Le front ukrainien est une guerre existentielle pour les Globalistes, qui y jouent leur puissance. Si la Russie cède, ils reprendront le contrôle de « leur » monde, car la preuve sera faite — pour un temps — qu’il n’est pas possible d’exister en dehors du Monde global. Si la Russie résiste, il devient évident que leur pouvoir peut être contesté, ce qui ouvre la voie à d’autres fronts contre eux, à un réveil des souverainetés. Si la Russie remporte véritablement la victoire, non pas à l'issue de négociations, qui ne feraient que permettre à ces élites globalistes de continuer à exister, mais en actant leur défaite, alors ils perdent le pouvoir et la voie est ouverte à une autre configuration du monde.

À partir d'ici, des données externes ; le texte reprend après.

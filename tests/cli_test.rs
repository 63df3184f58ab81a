use assert_cmd::cargo_bin;
use assert_cmd::prelude::*;
use predicates::prelude::*;
use std::process::Command;
use tempfile::tempdir;

mod common;

#[test]
fn test_cli_end_to_end() {
    let dir = tempdir().unwrap();
    let properties = dir.path().join("properties.csv");
    let requests = dir.path().join("requests.csv");
    common::write_properties_csv(&properties, &[("p1", "10000", "150", "300", "eur")]).unwrap();
    common::write_requests_csv(&requests, &[("p1", "2024-07-01", "2024-07-04", "2")]).unwrap();

    let mut cmd = Command::new(cargo_bin!("lodgebook"));
    cmd.arg(&requests)
        .arg("--properties")
        .arg(&properties)
        .arg("--user")
        .arg("user-42");

    cmd.assert()
        .success()
        .stdout(predicate::str::contains(
            "reservationId,currency,nightlyPrice,cleaningFee,serviceFee,nights,totalAmount,paymentAuthorizationId,paymentClientSecret",
        ))
        // 3 nights at 10000 plus 150 + 300 in fees.
        .stdout(predicate::str::contains(",eur,10000,150,300,3,30450,auth_"));
}

#[test]
fn test_cli_conflicting_request_is_reported_and_skipped() {
    let dir = tempdir().unwrap();
    let properties = dir.path().join("properties.csv");
    let reservations = dir.path().join("reservations.csv");
    let requests = dir.path().join("requests.csv");
    common::write_properties_csv(&properties, &[("p1", "10000", "150", "300", "eur")]).unwrap();
    common::write_reservations_csv(
        &reservations,
        &[("p1", "2024-07-02", "2024-07-03", "confirmed")],
    )
    .unwrap();
    common::write_requests_csv(
        &requests,
        &[
            ("p1", "2024-07-01", "2024-07-04", ""),
            // Disjoint dates still go through after the failure above.
            ("p1", "2024-08-01", "2024-08-03", ""),
        ],
    )
    .unwrap();

    let mut cmd = Command::new(cargo_bin!("lodgebook"));
    cmd.arg(&requests)
        .arg("--properties")
        .arg(&properties)
        .arg("--reservations")
        .arg(&reservations)
        .arg("--user")
        .arg("user-42");

    cmd.assert()
        .success()
        .stderr(predicate::str::contains(
            "already exists: selected dates are no longer available",
        ))
        .stdout(predicate::str::contains(",eur,10000,150,300,2,20450,auth_"));
}

#[test]
fn test_cli_without_user_fails_unauthenticated() {
    let dir = tempdir().unwrap();
    let properties = dir.path().join("properties.csv");
    let requests = dir.path().join("requests.csv");
    common::write_properties_csv(&properties, &[("p1", "10000", "150", "300", "eur")]).unwrap();
    common::write_requests_csv(&requests, &[("p1", "2024-07-01", "2024-07-04", "")]).unwrap();

    let mut cmd = Command::new(cargo_bin!("lodgebook"));
    cmd.arg(&requests).arg("--properties").arg(&properties);

    cmd.assert()
        .success()
        .stderr(predicate::str::contains("unauthenticated"))
        .stdout(predicate::str::contains("auth_").not());
}

#[test]
fn test_cli_unknown_property_fails_not_found() {
    let dir = tempdir().unwrap();
    let requests = dir.path().join("requests.csv");
    common::write_requests_csv(&requests, &[("ghost", "2024-07-01", "2024-07-04", "")]).unwrap();

    let mut cmd = Command::new(cargo_bin!("lodgebook"));
    cmd.arg(&requests).arg("--user").arg("user-42");

    cmd.assert()
        .success()
        .stderr(predicate::str::contains("not found: property was not found"));
}

#[test]
fn test_cli_reservation_missing_boundary_does_not_block() {
    let dir = tempdir().unwrap();
    let properties = dir.path().join("properties.csv");
    let reservations = dir.path().join("reservations.csv");
    let requests = dir.path().join("requests.csv");
    common::write_properties_csv(&properties, &[("p1", "10000", "", "", "")]).unwrap();
    common::write_reservations_csv(&reservations, &[("p1", "", "2024-07-03", "confirmed")])
        .unwrap();
    common::write_requests_csv(&requests, &[("p1", "2024-07-01", "2024-07-04", "")]).unwrap();

    let mut cmd = Command::new(cargo_bin!("lodgebook"));
    cmd.arg(&requests)
        .arg("--properties")
        .arg(&properties)
        .arg("--reservations")
        .arg(&reservations)
        .arg("--user")
        .arg("user-42");

    // Default fees apply: 3 * 10000 + 150 + 300.
    cmd.assert()
        .success()
        .stdout(predicate::str::contains(",eur,10000,150,300,3,30450,auth_"));
}

#[test]
fn test_cli_malformed_pricing_data_is_a_precondition_failure() {
    let dir = tempdir().unwrap();
    let properties = dir.path().join("properties.csv");
    let requests = dir.path().join("requests.csv");
    common::write_properties_csv(&properties, &[("p1", "-5", "150", "300", "eur")]).unwrap();
    common::write_requests_csv(&requests, &[("p1", "2024-07-01", "2024-07-04", "")]).unwrap();

    let mut cmd = Command::new(cargo_bin!("lodgebook"));
    cmd.arg(&requests)
        .arg("--properties")
        .arg(&properties)
        .arg("--user")
        .arg("user-42");

    cmd.assert()
        .success()
        .stderr(predicate::str::contains("failed precondition"))
        .stderr(predicate::str::contains("nightly_price"));
}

Dans cette configuration, Vladimir Poutine est une aiguille de taille dans leur talon. Si le président russe permet et conduit des négociations, il n’ouvre pas la porte à des compromis qui mettraient en danger la Russie et réaffirme régulièrement que si les buts du conflit en Ukraine, à savoir l’instauration d’une architecture de sécurité internationale garantissant la sécurité de la Russie, ne sont pas atteints par les négociations, ils le seront par la guerre.

Les Globalistes prennent cette position, pourtant rationnelle et logique, comme un affront. Et un affront, qu’ils ne peuvent digérer.

Comme l’écrivait Jean-Paul Sartre dans Les séquestrés d’Altona : « Il y a deux façons de détruire un peuple : on le condamne en bloc ou bien on le force à renier les chefs qu'il s'est donnés. La seconde est la pire. »

Les Globalistes ne peuvent se permettre de condamner le peuple russe dans son être, sauf à reprendre la ligne génocidaire des nazis, qui considéraient les Slaves comme des sous-hommes. Ils veulent donc condamner le chef que les Russes se sont donnés, afin de les conduire à le renier. Ils détruiraient ainsi, dans leur esprit, la Russie de l’intérieur.

La France est, une fois n’est pas coutume, à la tête de ce mouvement et s’engage pour la mise sur pied d’un tribunal international spécial devant condamner la Russie en Ukraine.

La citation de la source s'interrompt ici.